» **Exercise**
Your task is to quote the listing below exactly, beginning with its first line and ending on the line bearing "use crate::ble::uuids::is_relay_characteristic;".
== Segment start ==
//! GATT characteristic handling.
//!
//! [`BtleplugLink`] is the btleplug side of an established connection:
//! writes, notification subscriptions and link-loss detection.

use async_trait::async_trait;
use btleplug::api::{
    Central, CentralEvent, CharPropFlags, Characteristic, Peripheral as _, WriteType,
};
use btleplug::platform::{Adapter, Peripheral};
use futures::future::{BoxFuture, FutureExt};
use futures::stream::{BoxStream, StreamExt};
use parking_lot::{Mutex, RwLock};
use std::collections::HashMap;
use tracing::{debug, trace, warn};
use uuid::Uuid;

use crate::ble::transport::BleLink;
use crate::ble::uuids::is_relay_characteristic;
use crate::error::{Error, Result};

/// A connected btleplug peripheral.
pub struct BtleplugLink {
    /// Adapter the peripheral belongs to, used to watch for disconnects.
    adapter: Adapter,
    /// The peripheral to communicate with.
    peripheral: Peripheral,
    /// Address the caller connected with.
    address: String,
    /// Advertised name.
    name: Option<String>,
    /// Cached characteristics by UUID.
    characteristics: RwLock<HashMap<Uuid, Characteristic>>,
    /// Adapter events opened before the connection was made.
    events: Mutex<Option<BoxStream<'static, CentralEvent>>>,
}

impl BtleplugLink {
    /// Wrap a peripheral whose services have already been discovered.
    pub fn new(
        adapter: Adapter,
        peripheral: Peripheral,
        address: String,
        name: Option<String>,
        events: BoxStream<'static, CentralEvent>,
    ) -> Self {
        let characteristics: HashMap<Uuid, Characteristic> = peripheral
            .characteristics()
            .into_iter()
            .map(|c| {
                trace!("Found characteristic: {} in service {}", c.uuid, c.service_uuid);
                (c.uuid, c)
            })
            .collect();

        debug!("Discovered {} characteristics", characteristics.len());
        if !characteristics.keys().any(is_relay_characteristic) {
            warn!("{} does not expose the relay characteristic", address);
        }

        Self {
            adapter,
            peripheral,
            address,
            name,
            characteristics: RwLock::new(characteristics),
            events: Mutex::new(Some(events)),
        }
    }

    /// Get a characteristic by UUID.
    fn characteristic(&self, uuid: &Uuid) -> Result<Characteristic> {
        self.characteristics
            .read()
            .get(uuid)
            .cloned()
            .ok_or_else(|| Error::CharacteristicNotFound {
                uuid: uuid.to_string(),
            })
    }
}

#[async_trait]
impl BleLink for BtleplugLink {
    fn address(&self) -> &str {
        &self.address
    }

    fn name(&self) -> Option<String> {
        self.name.clone()
    }

    async fn is_connected(&self) -> Result<bool> {
        self.peripheral.is_connected().await.map_err(Error::Bluetooth)
    }

    async fn subscribe(&self, characteristic: Uuid) -> Result<BoxStream<'static, Vec<u8>>> {
        let target = self.characteristic(&characteristic)?;

        debug!(
            "Found characteristic {}, properties: {:?}",
            characteristic, target.properties
        );

        // Open the stream first so nothing sent right after subscribing is lost.
        let notifications = self
            .peripheral
            .notifications()
            .await
            .map_err(Error::Bluetooth)?;

        self.peripheral
            .subscribe(&target)
            .await
            .map_err(Error::Bluetooth)?;

        debug!("Subscribed to notifications from {}", characteristic);

        Ok(notifications
            .filter_map(move |notification| async move {
                (notification.uuid == characteristic).then_some(notification.value)
            })
            .boxed())
    }

    async fn unsubscribe(&self, characteristic: Uuid) -> Result<()> {
        let target = self.characteristic(&characteristic)?;

        self.peripheral
            .unsubscribe(&target)
            .await
            .map_err(Error::Bluetooth)?;

        debug!("Unsubscribed from notifications from {}", characteristic);

        Ok(())
    }

    async fn write(&self, characteristic: Uuid, data: &[u8]) -> Result<()> {
        let target = self.characteristic(&characteristic)?;

        let write_type = if target.properties.contains(CharPropFlags::WRITE) {
            WriteType::WithResponse
        } else {
            WriteType::WithoutResponse
        };

        self.peripheral
            .write(&target, data, write_type)
            .await
            .map_err(Error::Bluetooth)?;

        trace!("Wrote {} bytes to characteristic {}", data.len(), characteristic);

        Ok(())
    }

    async fn disconnect(&self) -> Result<()> {
        self.peripheral.disconnect().await.map_err(Error::Bluetooth)
    }

    async fn disconnected(&self) -> Result<BoxFuture<'static, ()>> {
        let early = self.events.lock().take();
        let mut events = match early {
            Some(events) => events,
            None => self.adapter.events().await.map_err(Error::Bluetooth)?,
        };
        let id = self.peripheral.id();

        Ok(async move {
            while let Some(event) = events.next().await {
                if let CentralEvent::DeviceDisconnected(gone) = event {
                    if gone == id {
                        debug!("Peripheral {:?} dropped the link", id);
                        return;
                    }
                }
            }
            debug!("Adapter event stream ended");
        }
        .boxed())
    }
}
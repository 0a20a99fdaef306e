//! Error types for the gas-sampler-ble crate.

use thiserror::Error;

/// The main error type for this crate.
#[derive(Error, Debug)]
pub enum Error {
    /// Bluetooth-related error from the underlying BLE library.
    #[error("Bluetooth error: {0}")]
    Bluetooth(#[from] btleplug::Error),

    /// Bluetooth is not available or is disabled on this system.
    #[error("Bluetooth not available or disabled")]
    BluetoothUnavailable,

    /// Discovery could not be started or aborted midway.
    #[error("Error scanning devices: {reason}")]
    ScanFailed {
        /// Description of why the scan failed.
        reason: String,
    },

    /// A scan is already running.
    #[error("Scan already in progress")]
    ScanInProgress,

    /// No peripheral with the given address is known to the adapter.
    #[error("Device not found: {address}")]
    DeviceNotFound {
        /// The address that was searched for.
        address: String,
    },

    /// Failed to establish a connection to the peripheral.
    #[error("Error connecting to device: {reason}")]
    ConnectFailed {
        /// Description of why the connection failed.
        reason: String,
    },

    /// A session is already established.
    #[error("Already connected to {address}")]
    AlreadyConnected {
        /// Address of the connected peripheral.
        address: String,
    },

    /// Another connect or disconnect is still in flight.
    #[error("Connection already in progress")]
    ConnectionInProgress,

    /// Tearing down the link failed.
    #[error("Error disconnecting from device: {reason}")]
    DisconnectFailed {
        /// Description of why the disconnect failed.
        reason: String,
    },

    /// Operation requires a connection but no session is established.
    #[error("Not connected")]
    NotConnected,

    /// The peripheral dropped the link.
    #[error("Disconnected from device")]
    UnexpectedDisconnect,

    /// Writing a command to the characteristic failed.
    #[error("Error sending message: {reason}")]
    SendFailed {
        /// Description of why the write failed.
        reason: String,
    },

    /// A notification payload was not valid UTF-8.
    #[error("Error in notification handler: {reason}")]
    DecodeError {
        /// Description of the decoding failure.
        reason: String,
    },

    /// Command exceeds the configured maximum payload length.
    #[error("Command too long: {len} bytes (max {max})")]
    CommandTooLong {
        /// Encoded length of the command.
        len: usize,
        /// Configured maximum.
        max: usize,
    },

    /// Command text is not acceptable for transmission.
    #[error("Invalid command: {reason}")]
    InvalidCommand {
        /// Why the command was rejected.
        reason: String,
    },

    /// An invalid parameter was provided.
    #[error("Invalid parameter: {name} = {value}")]
    InvalidParameter {
        /// The name of the parameter.
        name: String,
        /// The invalid value that was provided.
        value: String,
    },

    /// Characteristic not found on the device.
    #[error("Characteristic not found: {uuid}")]
    CharacteristicNotFound {
        /// The UUID of the characteristic that was not found.
        uuid: String,
    },

    /// The operation was cancelled before it completed.
    #[error("Operation cancelled")]
    Cancelled,

    /// An internal error occurred.
    #[error("Internal error: {0}")]
    Internal(String),
}

impl Error {
    /// Wrap any displayable transport error as a connect failure.
    pub(crate) fn connect_failed(reason: impl std::fmt::Display) -> Self {
        Self::ConnectFailed {
            reason: reason.to_string(),
        }
    }

    /// Wrap any displayable transport error as a disconnect failure.
    pub(crate) fn disconnect_failed(reason: impl std::fmt::Display) -> Self {
        Self::DisconnectFailed {
            reason: reason.to_string(),
        }
    }

    /// Wrap any displayable transport error as a send failure.
    pub(crate) fn send_failed(reason: impl std::fmt::Display) -> Self {
        Self::SendFailed {
            reason: reason.to_string(),
        }
    }

    /// Wrap any displayable transport error as a scan failure.
    pub(crate) fn scan_failed(reason: impl std::fmt::Display) -> Self {
        Self::ScanFailed {
            reason: reason.to_string(),
        }
    }
}

/// A specialized Result type for this crate.
pub type Result<T> = std::result::Result<T, Error>;
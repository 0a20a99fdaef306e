//! Observer boundary.
//!
//! Everything the relay has to tell its host (discovered devices, status
//! text, received notifications, failures) travels through one broadcast
//! channel in arrival order. Events published while nobody is subscribed are
//! dropped; nothing is replayed.

use chrono::{DateTime, Utc};
use std::sync::atomic::{AtomicU64, Ordering};
use std::sync::Arc;
use tokio::sync::broadcast;
use tracing::{debug, warn};

use crate::ble::connection::PeripheralHandle;
use crate::error::Error;

/// Callback handle for unregistering callbacks.
pub struct CallbackHandle {
    id: u64,
    unregister_fn: Option<Box<dyn FnOnce() + Send + Sync>>,
}

impl CallbackHandle {
    /// Create a new callback handle.
    pub(crate) fn new(id: u64, unregister_fn: impl FnOnce() + Send + Sync + 'static) -> Self {
        Self {
            id,
            unregister_fn: Some(Box::new(unregister_fn)),
        }
    }

    /// Unregister this callback.
    pub fn unregister(mut self) {
        if let Some(f) = self.unregister_fn.take() {
            f();
        }
    }

    /// Get the callback ID.
    pub fn id(&self) -> u64 {
        self.id
    }
}

impl Drop for CallbackHandle {
    fn drop(&mut self) {
        if let Some(f) = self.unregister_fn.take() {
            f();
        }
    }
}

/// Human-readable status reported to the host.
#[derive(Debug, Clone, PartialEq, Eq)]
#[cfg_attr(feature = "serde", derive(serde::Serialize, serde::Deserialize))]
pub enum Status {
    /// A discovery sweep started.
    ScanStarted,
    /// A named device was found.
    DeviceDiscovered {
        /// Device address.
        address: String,
        /// Device name.
        name: String,
    },
    /// The sweep ended without any named device.
    NoDevicesFound,
    /// Discovery could not run.
    ScanFailed {
        /// Failure description.
        reason: String,
    },
    /// A connection attempt started.
    Connecting {
        /// Target address.
        address: String,
    },
    /// The session is established.
    Connected {
        /// Connected address.
        address: String,
    },
    /// The connection attempt failed.
    ConnectFailed {
        /// Failure description.
        reason: String,
    },
    /// A caller-initiated disconnect started.
    Disconnecting,
    /// The caller-initiated disconnect finished.
    Disconnected,
    /// The link could not be torn down cleanly.
    DisconnectFailed {
        /// Failure description.
        reason: String,
    },
    /// The peripheral dropped the link.
    UnexpectedDisconnect,
    /// A command was written.
    Sent {
        /// Command text.
        text: String,
    },
    /// A send was attempted without a session.
    NotConnected,
    /// A command could not be written.
    SendFailed {
        /// Failure description.
        reason: String,
    },
    /// The peripheral pushed a text notification.
    Received {
        /// Decoded text.
        text: String,
    },
    /// A notification was not valid UTF-8.
    DecodeError {
        /// Failure description.
        reason: String,
    },
}

impl std::fmt::Display for Status {
    fn fmt(&self, f: &mut std::fmt::Formatter<'_>) -> std::fmt::Result {
        match self {
            Self::ScanStarted => write!(f, "Starting scan..."),
            Self::DeviceDiscovered { address, name } => {
                write!(f, "Discovered device: {} ({})", name, address)
            }
            Self::NoDevicesFound => write!(f, "No devices found"),
            Self::ScanFailed { reason } => write!(f, "Error scanning devices: {}", reason),
            Self::Connecting { address } => write!(f, "Connecting to {}...", address),
            Self::Connected { address } => write!(f, "Connected to {}", address),
            Self::ConnectFailed { reason } => write!(f, "Error connecting to device: {}", reason),
            Self::Disconnecting => write!(f, "Disconnecting..."),
            Self::Disconnected => write!(f, "Disconnected"),
            Self::DisconnectFailed { reason } => {
                write!(f, "Error disconnecting from device: {}", reason)
            }
            Self::UnexpectedDisconnect => write!(f, "{}", Error::UnexpectedDisconnect),
            Self::Sent { text } => write!(f, "Sent: {}", text),
            Self::NotConnected => write!(f, "Cannot send, not connected"),
            Self::SendFailed { reason } => write!(f, "Error sending message: {}", reason),
            Self::Received { text } => write!(f, "Received: {}", text),
            Self::DecodeError { reason } => write!(f, "Error in notification handler: {}", reason),
        }
    }
}

impl Status {
    /// Whether this status reports a failure.
    pub fn is_error(&self) -> bool {
        matches!(
            self,
            Self::ScanFailed { .. }
                | Self::ConnectFailed { .. }
                | Self::DisconnectFailed { .. }
                | Self::UnexpectedDisconnect
                | Self::NotConnected
                | Self::SendFailed { .. }
                | Self::DecodeError { .. }
        )
    }
}

/// The two kinds of event crossing the observer boundary.
#[derive(Debug, Clone, PartialEq, Eq)]
#[cfg_attr(feature = "serde", derive(serde::Serialize, serde::Deserialize))]
pub enum EventKind {
    /// A named device was found during a scan.
    DeviceFound {
        /// Device address.
        address: String,
        /// Device name.
        name: String,
    },
    /// A status line for the host's log.
    Status(Status),
}

/// A timestamped relay event.
#[derive(Debug, Clone, PartialEq, Eq)]
#[cfg_attr(feature = "serde", derive(serde::Serialize, serde::Deserialize))]
pub struct RelayEvent {
    /// When the event was published.
    pub timestamp: DateTime<Utc>,
    /// What happened.
    pub kind: EventKind,
}

impl RelayEvent {
    /// The status carried by this event, if any.
    pub fn status(&self) -> Option<&Status> {
        match &self.kind {
            EventKind::Status(status) => Some(status),
            EventKind::DeviceFound { .. } => None,
        }
    }

    /// Log line for this event.
    pub fn text(&self) -> String {
        match &self.kind {
            EventKind::DeviceFound { address, name } => format!("{} ({})", name, address),
            EventKind::Status(status) => status.to_string(),
        }
    }
}

/// Broadcast channel shared by the scanner and session manager.
#[derive(Clone)]
pub struct EventBus {
    /// Event channel.
    tx: broadcast::Sender<RelayEvent>,
    /// Callback ID counter.
    callback_counter: Arc<AtomicU64>,
}

impl EventBus {
    /// Create a bus buffering up to `capacity` events per slow subscriber.
    pub fn new(capacity: usize) -> Self {
        let (tx, _) = broadcast::channel(capacity);

        Self {
            tx,
            callback_counter: Arc::new(AtomicU64::new(0)),
        }
    }

    /// Subscribe to relay events.
    pub fn subscribe(&self) -> broadcast::Receiver<RelayEvent> {
        self.tx.subscribe()
    }

    /// Register a callback invoked for every event, in order.
    ///
    /// Must be called from within a tokio runtime.
    pub fn on_event<F>(&self, callback: F) -> CallbackHandle
    where
        F: Fn(RelayEvent) + Send + Sync + 'static,
    {
        let callback_id = self.callback_counter.fetch_add(1, Ordering::SeqCst);
        let mut rx = self.tx.subscribe();

        let handle = tokio::spawn(async move {
            loop {
                match rx.recv().await {
                    Ok(event) => callback(event),
                    Err(broadcast::error::RecvError::Lagged(skipped)) => {
                        warn!("Event callback {} lagged, {} events lost", callback_id, skipped);
                    }
                    Err(broadcast::error::RecvError::Closed) => break,
                }
            }
        });

        CallbackHandle::new(callback_id, move || {
            handle.abort();
        })
    }

    /// Number of live subscribers.
    pub fn receiver_count(&self) -> usize {
        self.tx.receiver_count()
    }

    /// Publish a status line.
    pub(crate) fn status(&self, status: Status) {
        debug!("Status: {}", status);
        self.publish(EventKind::Status(status));
    }

    /// Publish a discovered device, followed by its status line.
    pub(crate) fn device_found(&self, device: &PeripheralHandle) {
        let name = device.display_name().to_string();

        self.publish(EventKind::DeviceFound {
            address: device.address.clone(),
            name: name.clone(),
        });
        self.status(Status::DeviceDiscovered {
            address: device.address.clone(),
            name,
        });
    }

    fn publish(&self, kind: EventKind) {
        let _ = self.tx.send(RelayEvent {
            timestamp: Utc::now(),
            kind,
        });
    }
}

impl std::fmt::Debug for EventBus {
    fn fmt(&self, f: &mut std::fmt::Formatter<'_>) -> std::fmt::Result {
        f.debug_struct("EventBus")
            .field("receivers", &self.tx.receiver_count())
            .finish()
    }
}

#[cfg(test)]
mod tests {
    use super::*;
    use pretty_assertions::assert_eq;
    use std::sync::Mutex;
    use std::time::Duration;

    #[test]
    fn test_status_text() {
        assert_eq!(Status::ScanStarted.to_string(), "Starting scan...");
        assert_eq!(Status::NoDevicesFound.to_string(), "No devices found");
        assert_eq!(
            Status::DeviceDiscovered {
                address: "AA:BB".into(),
                name: "Rig".into()
            }
            .to_string(),
            "Discovered device: Rig (AA:BB)"
        );
        assert_eq!(
            Status::Sent {
                text: "abort".into()
            }
            .to_string(),
            "Sent: abort"
        );
        assert_eq!(
            Status::Received {
                text: "done".into()
            }
            .to_string(),
            "Received: done"
        );
        assert_eq!(
            Status::UnexpectedDisconnect.to_string(),
            "Disconnected from device"
        );
    }

    #[test]
    fn test_status_is_error() {
        assert!(Status::UnexpectedDisconnect.is_error());
        assert!(Status::NotConnected.is_error());
        assert!(!Status::Disconnected.is_error());
        assert!(!Status::NoDevicesFound.is_error());
    }

    #[test]
    fn test_events_arrive_in_order() {
        let bus = EventBus::new(16);
        let mut rx = bus.subscribe();

        bus.device_found(&PeripheralHandle::discovered("AA:BB", "Rig"));
        bus.status(Status::NoDevicesFound);

        let first = rx.try_recv().unwrap();
        assert_eq!(
            first.kind,
            EventKind::DeviceFound {
                address: "AA:BB".into(),
                name: "Rig".into()
            }
        );
        assert_eq!(first.text(), "Rig (AA:BB)");
        assert!(first.status().is_none());

        let second = rx.try_recv().unwrap();
        assert_eq!(second.text(), "Discovered device: Rig (AA:BB)");

        let third = rx.try_recv().unwrap();
        assert_eq!(third.status(), Some(&Status::NoDevicesFound));
        assert!(rx.try_recv().is_err());
    }

    #[test]
    fn test_events_without_subscribers_are_dropped() {
        let bus = EventBus::new(4);
        bus.status(Status::ScanStarted);

        let mut rx = bus.subscribe();
        assert!(rx.try_recv().is_err());
    }

    #[tokio::test]
    async fn test_on_event_callback() {
        let bus = EventBus::new(16);
        let seen = Arc::new(Mutex::new(Vec::new()));

        let sink = seen.clone();
        let handle = bus.on_event(move |event| {
            sink.lock().unwrap().push(event.text());
        });

        bus.status(Status::Disconnecting);
        bus.status(Status::Disconnected);

        for _ in 0..50 {
            if seen.lock().unwrap().len() == 2 {
                break;
            }
            tokio::time::sleep(Duration::from_millis(10)).await;
        }

        assert_eq!(
            *seen.lock().unwrap(),
            vec!["Disconnecting...".to_string(), "Disconnected".to_string()]
        );

        handle.unregister();
    }
}
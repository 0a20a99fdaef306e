// Allow unusual byte groupings for UUIDs which have standard format
#![allow(clippy::unusual_byte_groupings)]

//! # gas-sampler-ble
//!
//! A headless Rust library relaying text commands between a host application
//! and a Bluetooth Low Energy gas-sampling rig.
//!
//! The rig exposes one characteristic. Commands such as `sampleBag` or
//! `openAirValve` are written to it as UTF-8 text and the rig answers with
//! text notifications on the same characteristic.
//!
//! ## Features
//!
//! - **Discovery**: Time-bounded scans reporting named devices as they appear
//! - **Single Session**: One connection at a time, guarded against races
//! - **Command Vocabulary**: Typed bag, valve and parameter commands
//! - **Event Bus**: Timestamped status lines and notifications for a log pane
//! - **Non-blocking**: Every operation runs as a tokio task behind a handle
//!
//! ## Quick Start
//!
//! ```rust,no_run
//! use gas_sampler_ble::{Command, Parameter, Relay, Result};
//!
//! #[tokio::main]
//! async fn main() -> Result<()> {
//!     let relay = Relay::new().await?;
//!
//!     // Print every status line as it arrives
//!     let _log = relay.on_event(|event| println!("{}", event.text()));
//!
//!     let devices = relay.scan().await?;
//!     let Some(device) = devices.first() else {
//!         return Ok(());
//!     };
//!
//!     relay.connect(device.address.clone()).await?;
//!     relay.set_parameter(Parameter::SamplingTime, 2.5).await?;
//!     relay.send_command(Command::SampleBag).await?;
//!
//!     relay.shutdown().await?;
//!     Ok(())
//! }
//! ```
//!
//! ## Platform Notes
//!
//! ### macOS
//! Requires Bluetooth permission. Add `NSBluetoothAlwaysUsageDescription`
//! to your Info.plist for bundled apps.
//!
//! ### Linux
//! Requires BlueZ. User may need to be in the `bluetooth` group.
//!
//! ### Windows
//! Requires Windows 10 or later with Bluetooth LE support.
//!
//! ## Feature Flags
//!
//! - `serde`: Enable serialization/deserialization for data types

// Public modules
pub mod ble;
pub mod config;
pub mod error;
pub mod events;
pub mod operation;
pub mod protocol;
pub mod relay;
pub mod session;
pub mod utils;

#[cfg(test)]
mod testing;

// Re-exports for convenience
pub use config::RelayConfig;
pub use error::{Error, Result};
pub use events::{CallbackHandle, EventBus, EventKind, RelayEvent, Status};
pub use operation::OperationHandle;
pub use relay::Relay;
pub use session::SessionManager;
pub use utils::format_elapsed;

// Re-export commonly used types from submodules
pub use ble::connection::{ConnectionState, PeripheralHandle};
pub use ble::scanner::DeviceScanner;
pub use ble::transport::{Advertisement, BleLink, BleTransport};
pub use ble::uuids::RELAY_CHARACTERISTIC_UUID;
pub use protocol::{Command, CommandFrame, Parameter, Valve, ValvePosition, ValveStates};
//! Protocol module for constructing commands and decoding replies.
//!
//! This module contains the implementations for:
//! - The rig's text command vocabulary
//! - UTF-8 framing of commands and notifications
//! - Caller-side valve state

pub mod commands;
pub mod frame;
pub mod valves;

pub use commands::{seconds_to_millis, Command, Parameter};
pub use frame::{decode_notification, CommandFrame};
pub use valves::{Valve, ValvePosition, ValveStates};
== Segment end ==
» **Expected answer**
//! GATT characteristic handling.
//!
//! [`BtleplugLink`] is the btleplug side of an established connection:
//! writes, notification subscriptions and link-loss detection.

use async_trait::async_trait;
use btleplug::api::{
    Central, CentralEvent, CharPropFlags, Characteristic, Peripheral as _, WriteType,
};
use btleplug::platform::{Adapter, Peripheral};
use futures::future::{BoxFuture, FutureExt};
use futures::stream::{BoxStream, StreamExt};
use parking_lot::{Mutex, RwLock};
use std::collections::HashMap;
use tracing::{debug, trace, warn};
use uuid::Uuid;

use crate::ble::transport::BleLink;
use crate::ble::uuids::is_relay_characteristic;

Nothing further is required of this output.